Twelve years ago, somebody hurt me in a very painful, inexcusable way. For years, I didn’t allow myself to work through the pain as I needed to. A couple of years ago, circumstances (which were mostly out of my control) caused me to stare at this wound square in the face.
As strange as it sounds, I’ve never doubted that I forgave this person. I feel fortunate that, for the most part, forgiveness comes easy to me. There are probably only two situations in my life where I know I still need to work on forgiving someone, but this particular hurt isn’t one of them.
However, as I was processing through healing during this time, I began questioning if i really had forgiven this person. Sure, the scabs had been peeled off and the wounds were fresh – and it hurt…badly, all over again.

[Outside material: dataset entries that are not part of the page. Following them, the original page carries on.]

//! Interactive zone editing as a stream of typed events.
//!
//! The owner applies events one at a time and hands out [`ZoneView`]
//! snapshots; nothing else holds the state.

use serde::Serialize;
use tracing::{debug, info, warn};

use crate::geometry::{Point, Polygon};
use crate::zone::ZoneDefinition;

#[derive(Debug, Clone, PartialEq)]
pub enum ZoneEvent {
    PointAdded(Point),
    ZoneFinalized,
    ZoneCleared,
    ZoneReplaced(ZoneDefinition),
}

#[derive(Debug, Clone, PartialEq, Eq, thiserror::Error)]
pub enum ZoneEditError {
    #[error("a zone is already active; clear it before placing new points")]
    ZoneActive,
    #[error("a zone needs at least 3 points, {0} placed")]
    TooFewPoints(usize),
    #[error("the placed points do not enclose an area")]
    Degenerate,
    #[error("point ({x}, {y}) is outside the accepted coordinate range")]
    OutOfRange { x: i32, y: i32 },
}

/// What the pipeline draws and tests against on its next pass.
#[derive(Debug, Clone, Default, PartialEq, Serialize)]
pub struct ZoneView {
    pub active: Option<ZoneDefinition>,
    pub pending: Vec<Point>,
}

#[derive(Debug, Default)]
pub struct ZoneEditorState {
    view: ZoneView,
}

impl ZoneEditorState {
    pub fn new(initial: Option<ZoneDefinition>) -> Self {
        Self {
            view: ZoneView {
                active: initial,
                pending: Vec::new(),
            },
        }
    }

    pub fn view(&self) -> &ZoneView {
        &self.view
    }

    /// A rejected event leaves the state untouched.
    pub fn apply(&mut self, event: ZoneEvent) -> Result<(), ZoneEditError> {
        match event {
            ZoneEvent::PointAdded(point) => {
                if self.view.active.is_some() {
                    return Err(ZoneEditError::ZoneActive);
                }
                if !point.in_range() {
                    return Err(ZoneEditError::OutOfRange {
                        x: point.x,
                        y: point.y,
                    });
                }
                self.view.pending.push(point);
                debug!(
                    x = point.x,
                    y = point.y,
                    pending = self.view.pending.len(),
                    "zone point added"
                );
            }
            ZoneEvent::ZoneFinalized => {
                let count = self.view.pending.len();
                if count < 3 {
                    warn!(points = count, "need at least 3 points to finalize the zone");
                    return Err(ZoneEditError::TooFewPoints(count));
                }
                let Some(polygon) = Polygon::new(self.view.pending.clone()) else {
                    warn!(points = count, "placed points do not form a polygon");
                    return Err(ZoneEditError::Degenerate);
                };
                self.view.pending.clear();
                self.view.active = Some(ZoneDefinition::Polygon(polygon));
                info!(points = count, "zone finalized");
            }
            ZoneEvent::ZoneCleared => {
                self.view = ZoneView::default();
                info!("zone cleared");
            }
            ZoneEvent::ZoneReplaced(zone) => {
                self.view = ZoneView {
                    active: Some(zone),
                    pending: Vec::new(),
                };
                info!("zone replaced");
            }
        }
        Ok(())
    }
}

#[cfg(test)]
mod tests {
    use super::*;
    use crate::geometry::Rect;

    fn add(state: &mut ZoneEditorState, x: i32, y: i32) -> Result<(), ZoneEditError> {
        state.apply(ZoneEvent::PointAdded(Point::new(x, y)))
    }

    #[test]
    fn points_then_finalize_builds_polygon() {
        let mut state = ZoneEditorState::default();
        add(&mut state, 0, 0).unwrap();
        add(&mut state, 100, 0).unwrap();
        add(&mut state, 50, 80).unwrap();
        state.apply(ZoneEvent::ZoneFinalized).unwrap();

        let view = state.view();
        assert!(view.pending.is_empty());
        match &view.active {
            Some(ZoneDefinition::Polygon(p)) => assert_eq!(p.points().len(), 3),
            other => panic!("expected polygon, got {other:?}"),
        }
    }

    #[test]
    fn finalize_with_two_points_is_rejected() {
        let mut state = ZoneEditorState::default();
        add(&mut state, 0, 0).unwrap();
        add(&mut state, 10, 10).unwrap();
        assert_eq!(
            state.apply(ZoneEvent::ZoneFinalized),
            Err(ZoneEditError::TooFewPoints(2))
        );
        assert_eq!(state.view().pending.len(), 2);
        assert!(state.view().active.is_none());
    }

    #[test]
    fn clicking_the_start_point_twice_still_closes_the_zone() {
        let mut state = ZoneEditorState::default();
        for (x, y) in [(0, 0), (100, 0), (50, 80), (0, 0), (0, 0)] {
            add(&mut state, x, y).unwrap();
        }
        state.apply(ZoneEvent::ZoneFinalized).unwrap();
        match &state.view().active {
            Some(ZoneDefinition::Polygon(p)) => assert_eq!(p.points().len(), 3),
            other => panic!("expected polygon, got {other:?}"),
        }
    }

    #[test]
    fn points_without_area_are_rejected() {
        let mut state = ZoneEditorState::default();
        for (x, y) in [(0, 0), (0, 0), (10, 10), (0, 0)] {
            add(&mut state, x, y).unwrap();
        }
        assert_eq!(
            state.apply(ZoneEvent::ZoneFinalized),
            Err(ZoneEditError::Degenerate)
        );
        assert_eq!(state.view().pending.len(), 4);
        assert!(state.view().active.is_none());
    }

    #[test]
    fn out_of_range_point_is_rejected() {
        let mut state = ZoneEditorState::default();
        assert_eq!(
            add(&mut state, i32::MIN, 5),
            Err(ZoneEditError::OutOfRange { x: i32::MIN, y: 5 })
        );
        assert!(state.view().pending.is_empty());
    }

    #[test]
    fn points_rejected_while_zone_active() {
        let rect = ZoneDefinition::Rectangle(Rect::new(0, 0, 10, 10));
        let mut state = ZoneEditorState::new(Some(rect));
        assert_eq!(add(&mut state, 1, 1), Err(ZoneEditError::ZoneActive));
        assert!(state.view().pending.is_empty());
    }

    #[test]
    fn clear_empties_everything() {
        let rect = ZoneDefinition::Rectangle(Rect::new(0, 0, 10, 10));
        let mut state = ZoneEditorState::new(Some(rect));
        state.apply(ZoneEvent::ZoneCleared).unwrap();
        assert_eq!(*state.view(), ZoneView::default());

        add(&mut state, 1, 1).unwrap();
        state.apply(ZoneEvent::ZoneCleared).unwrap();
        assert!(state.view().pending.is_empty());
    }

    #[test]
    fn replace_drops_pending_points() {
        let mut state = ZoneEditorState::default();
        add(&mut state, 1, 1).unwrap();
        let rect = ZoneDefinition::Rectangle(Rect::new(0, 0, 10, 10));
        state.apply(ZoneEvent::ZoneReplaced(rect.clone())).unwrap();
        assert_eq!(state.view().active, Some(rect));
        assert!(state.view().pending.is_empty());
    }
}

Someone who was helping me through this sent me an email. He encouraged me and said that what I was experiencing wasn’t me being bitter or holding on (which was what I was afraid I was doing) but that I was desiring reconciliation.
I wanted for this person to own up to the mistake and for everything – painful as it would be – to be okay again.
And I wanted for the relationship to be harmonized and restored completely.
Later, I read this in a book:
Joseph was reconciled with his brothers when they came to Egypt in search of grain. By the time his brothers reached Egypt, he was able to stand before them and confront them because he had no inner feelings that would keep him from having a relationship of unity and peace with them.
Forgiveness is unilateral. You can forgive even if [someone] never admits [their wrong doing], is never sorry, and never changes. But reconciliation requires both people’s commitment to recovery, honesty, repentance, forgiveness, and communication. Even then, reconciliation is a long and difficult process of breaking down barriers and building trust.
You may not ever be reconciled with a person that hurt you (or that you hurt).
That part takes both people to work through.
Forgiveness is a necessary, but not a sufficient condition for reconciliation.
However, forgiveness is a decision that you make, and continue to make, regardless of the other person’s choice.
And through the cross and grace and love, you can.